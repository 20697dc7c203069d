//! End-to-end read/write path tests against a scripted mock provider.

use async_trait::async_trait;
use std::sync::atomic::{AtomicUsize, Ordering};
use std::sync::{Arc, Mutex};

use alloy_primitives::{Address, Bytes, B256, U256};
use serde_json::Value;
use tokio::sync::mpsc;

use chaincall_contract::{CallBuilder, ReadWriteCall, SendHandler};
use chaincall_core::{
    AccessListResult, BlockId, BlockOverride, BlockTag, CallRequest, CallTracer, ErrorPayload,
    GasFees, Log, LogFilter, LogSubscription, PendingTransaction, Provider, RpcError,
    SignedTransaction, Signer, StateOverride, UnsignedTransaction,
};
use chaincall_errors::ContractError;

// ─── Mocks ────────────────────────────────────────────────────────────────────

#[derive(Default)]
struct MockProvider {
    /// Operation names in invocation order.
    ops: Mutex<Vec<&'static str>>,
    /// Scripted `eth_call` outcome, taken on first use.
    call_response: Mutex<Option<Result<Bytes, RpcError>>>,
    /// Scripted `debug_traceCall` output.
    trace_response: Mutex<Option<Value>>,
    /// The `from` address observed by `fill_transaction`.
    filled_from: Mutex<Option<Address>>,
}

impl MockProvider {
    fn ops(&self) -> Vec<&'static str> {
        self.ops.lock().unwrap().clone()
    }

    fn record(&self, op: &'static str) {
        self.ops.lock().unwrap().push(op);
    }

    fn with_call_response(self, response: Result<Bytes, RpcError>) -> Self {
        *self.call_response.lock().unwrap() = Some(response);
        self
    }

    fn with_trace_response(self, response: Value) -> Self {
        *self.trace_response.lock().unwrap() = Some(response);
        self
    }
}

#[async_trait]
impl Provider for MockProvider {
    fn chain_id(&self) -> u64 {
        1
    }

    async fn call(
        &self,
        _request: &CallRequest,
        _block: BlockId,
        _state_override: Option<&StateOverride>,
        _block_override: Option<&BlockOverride>,
    ) -> Result<Bytes, RpcError> {
        self.record("call");
        self.call_response
            .lock()
            .unwrap()
            .take()
            .expect("call not scripted")
    }

    async fn fill_transaction(
        &self,
        request: &CallRequest,
    ) -> Result<UnsignedTransaction, RpcError> {
        self.record("fill_transaction");
        *self.filled_from.lock().unwrap() = request.from;
        Ok(UnsignedTransaction {
            chain_id: request.chain_id.expect("chain id must be pinned"),
            nonce: 11,
            gas: 60_000,
            fees: GasFees::DynamicFee { fee_cap: 40_000_000_000, tip_cap: 2_000_000_000 },
            to: request.to,
            value: request.value.unwrap_or(U256::ZERO),
            data: request.data.clone().unwrap_or_default(),
            access_list: request.access_list.clone(),
        })
    }

    async fn send_raw_transaction(
        &self,
        tx: &SignedTransaction,
    ) -> Result<PendingTransaction, RpcError> {
        self.record("send_raw_transaction");
        Ok(PendingTransaction::new(tx.hash))
    }

    async fn create_access_list(
        &self,
        _request: &CallRequest,
        _block: BlockId,
    ) -> Result<AccessListResult, RpcError> {
        self.record("create_access_list");
        Ok(AccessListResult { access_list: Vec::new(), gas_used: 30_000, error: None })
    }

    async fn trace_call(
        &self,
        _request: &CallRequest,
        _block: BlockId,
        _tracer_params: Value,
    ) -> Result<Value, RpcError> {
        self.record("trace_call");
        Ok(self
            .trace_response
            .lock()
            .unwrap()
            .take()
            .expect("trace not scripted"))
    }

    async fn subscribe_logs(&self, _filter: &LogFilter) -> Result<LogSubscription, RpcError> {
        self.record("subscribe_logs");
        let (tx, rx) = mpsc::unbounded_channel::<Log>();
        Ok(LogSubscription::new(rx, Box::new(move || drop(tx))))
    }
}

struct MockSigner {
    address: Address,
    signatures: AtomicUsize,
}

impl MockSigner {
    fn new() -> Self {
        Self { address: Address::repeat_byte(0x5a), signatures: AtomicUsize::new(0) }
    }

    fn signature_count(&self) -> usize {
        self.signatures.load(Ordering::SeqCst)
    }
}

impl Signer for MockSigner {
    fn address(&self) -> Address {
        self.address
    }

    fn sign_transaction(&self, tx: &UnsignedTransaction) -> SignedTransaction {
        self.signatures.fetch_add(1, Ordering::SeqCst);
        SignedTransaction {
            payload: tx.clone(),
            from: self.address,
            raw: Bytes::from(vec![0x02, 0xf8, 0x6f]),
            hash: B256::repeat_byte(0xd1),
        }
    }
}

fn write_call(provider: Arc<MockProvider>) -> ReadWriteCall<Bytes> {
    ReadWriteCall::new(
        provider,
        Address::repeat_byte(0x22),
        Bytes::from(vec![0xa9, 0x05, 0x9c, 0xbb]),
    )
}

// ─── Read path ────────────────────────────────────────────────────────────────

#[tokio::test]
async fn call_decodes_success() {
    let provider = Arc::new(
        MockProvider::default().with_call_response(Ok(Bytes::from(vec![0x01; 32]))),
    );
    let call = write_call(provider.clone());

    let out = call.call(BlockTag::Latest, None, None).await.unwrap();
    assert_eq!(out.len(), 32);
    assert_eq!(provider.ops(), vec!["call"]);
}

#[tokio::test]
async fn call_classifies_revert_reason() {
    let provider = Arc::new(MockProvider::default().with_call_response(Err(
        RpcError::ErrorResponse(ErrorPayload {
            code: 3,
            message: "execution reverted: paused".into(),
            data: Some(Value::String("Pausable: paused".into())),
        }),
    )));
    let call = write_call(provider);

    let err = call.call(19_000_000u64, None, None).await.unwrap_err();
    assert!(matches!(err, ContractError::Revert(reason) if reason == "Pausable: paused"));
}

#[tokio::test]
async fn call_classifies_bare_revert() {
    let provider = Arc::new(MockProvider::default().with_call_response(Err(
        RpcError::ErrorResponse(ErrorPayload {
            code: 3,
            message: "execution reverted".into(),
            data: None,
        }),
    )));
    let call = write_call(provider);

    let err = call.call(BlockTag::Latest, None, None).await.unwrap_err();
    assert!(matches!(err, ContractError::ExecutionReverted));
}

#[tokio::test]
async fn trace_call_parses_tracer_output() {
    let provider = Arc::new(MockProvider::default().with_trace_response(serde_json::json!({
        "type": "CALL",
        "from": "0xd8da6bf26964af9d7eed9e03e53415d37aa96045",
        "to": "0x2222222222222222222222222222222222222222",
        "gas": "0x186a0",
        "gasUsed": "0x5208",
        "input": "0xa9059cbb",
    })));
    let call = write_call(provider);

    let frame = call
        .trace_call(BlockTag::Latest, &CallTracer::default())
        .await
        .unwrap();
    assert_eq!(frame.call_type, "CALL");
    assert_eq!(frame.gas_used, U256::from(0x5208u64));
}

// ─── Write path ───────────────────────────────────────────────────────────────

#[tokio::test]
async fn try_sign_requires_all_fields() {
    let provider = Arc::new(MockProvider::default());
    let signer = MockSigner::new();

    // nonce unset → not ready, nothing signed
    let call = write_call(provider.clone()).gas(60_000).gas_price(30_000_000_000);
    assert!(call.try_sign(&signer).is_none());
    assert_eq!(signer.signature_count(), 0);

    // fully parameterized → signs
    let call = call.nonce(7);
    assert!(call.try_sign(&signer).is_some());
    assert_eq!(signer.signature_count(), 1);
}

#[tokio::test]
async fn send_fast_path_submits_directly() {
    let provider = Arc::new(MockProvider::default());
    let signer = MockSigner::new();
    let call = write_call(provider.clone())
        .nonce(7)
        .gas(60_000)
        .gas_fee_cap(40_000_000_000)
        .gas_tip_cap(2_000_000_000);

    let pending = call.send(&signer).await.unwrap();
    assert_eq!(pending.hash, B256::repeat_byte(0xd1));
    // no fill round trip on the fast path
    assert_eq!(provider.ops(), vec!["send_raw_transaction"]);
    assert_eq!(signer.signature_count(), 1);
}

#[tokio::test]
async fn send_slow_path_fills_signs_submits_once() {
    let provider = Arc::new(MockProvider::default());
    let signer = MockSigner::new();
    // nonce missing → not ready → slow path
    let call = write_call(provider.clone()).gas(60_000);

    let pending = call.send(&signer).await.unwrap();
    assert_eq!(pending.hash, B256::repeat_byte(0xd1));
    assert_eq!(provider.ops(), vec!["fill_transaction", "send_raw_transaction"]);
    assert_eq!(signer.signature_count(), 1);

    // the fill request carried the signer's address...
    assert_eq!(*provider.filled_from.lock().unwrap(), Some(signer.address()));
    // ...but the builder itself was never mutated (snapshot semantics)
    assert_eq!(call.request().from, None);
    assert_eq!(call.request().nonce, None);
}

#[tokio::test]
async fn send_result_wrapping_is_pluggable() {
    struct Tagged {
        hash: B256,
        chain: u64,
    }

    struct TaggingHandler;

    impl SendHandler for TaggingHandler {
        type Pending = Tagged;

        fn on_sent(&self, pending: PendingTransaction) -> Tagged {
            Tagged { hash: pending.hash, chain: 1 }
        }
    }

    let provider = Arc::new(MockProvider::default());
    let signer = MockSigner::new();
    let call = write_call(provider)
        .nonce(7)
        .gas(60_000)
        .gas_price(30_000_000_000)
        .with_handler(TaggingHandler);

    let tagged = call.send(&signer).await.unwrap();
    assert_eq!(tagged.hash, B256::repeat_byte(0xd1));
    assert_eq!(tagged.chain, 1);
}

#[tokio::test]
async fn create_access_list_for_this_call() {
    let provider = Arc::new(MockProvider::default());
    let call = write_call(provider.clone());

    let result = call.create_access_list(BlockTag::Latest).await.unwrap();
    assert_eq!(result.gas_used, 30_000);
    assert_eq!(provider.ops(), vec!["create_access_list"]);
}

// ─── Builder invariants ───────────────────────────────────────────────────────

#[tokio::test]
async fn chain_id_pinned_at_construction() {
    let provider = Arc::new(MockProvider::default());
    let call = write_call(provider);
    assert_eq!(call.request().chain_id, Some(1));
}

#[tokio::test]
async fn snapshot_is_defensive() {
    let provider = Arc::new(MockProvider::default());
    let call = write_call(provider).nonce(7);

    let mut snapshot = call.to_call_request();
    snapshot.nonce = Some(99);
    snapshot.gas = Some(1);

    assert_eq!(call.request().nonce, Some(7));
    assert_eq!(call.request().gas, None);
}

#[tokio::test]
async fn subscription_unsubscribe_interrupts_pull() {
    let provider = Arc::new(MockProvider::default());
    let mut sub = provider.subscribe_logs(&LogFilter::new()).await.unwrap();

    sub.unsubscribe();
    sub.unsubscribe(); // second call is a no-op
    assert!(sub.is_unsubscribed());
    assert!(sub.next().await.is_none());
}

*Problem details:*
In the records above, find each line that mentions the string "nonce", then copy it.

*Output for this task:*
            nonce: 11,
    // nonce unset → not ready, nothing signed
    let call = call.nonce(7);
        .nonce(7)
    // nonce missing → not ready → slow path
    assert_eq!(call.request().nonce, None);
        .nonce(7)
    let call = write_call(provider).nonce(7);
    snapshot.nonce = Some(99);
    assert_eq!(call.request().nonce, Some(7));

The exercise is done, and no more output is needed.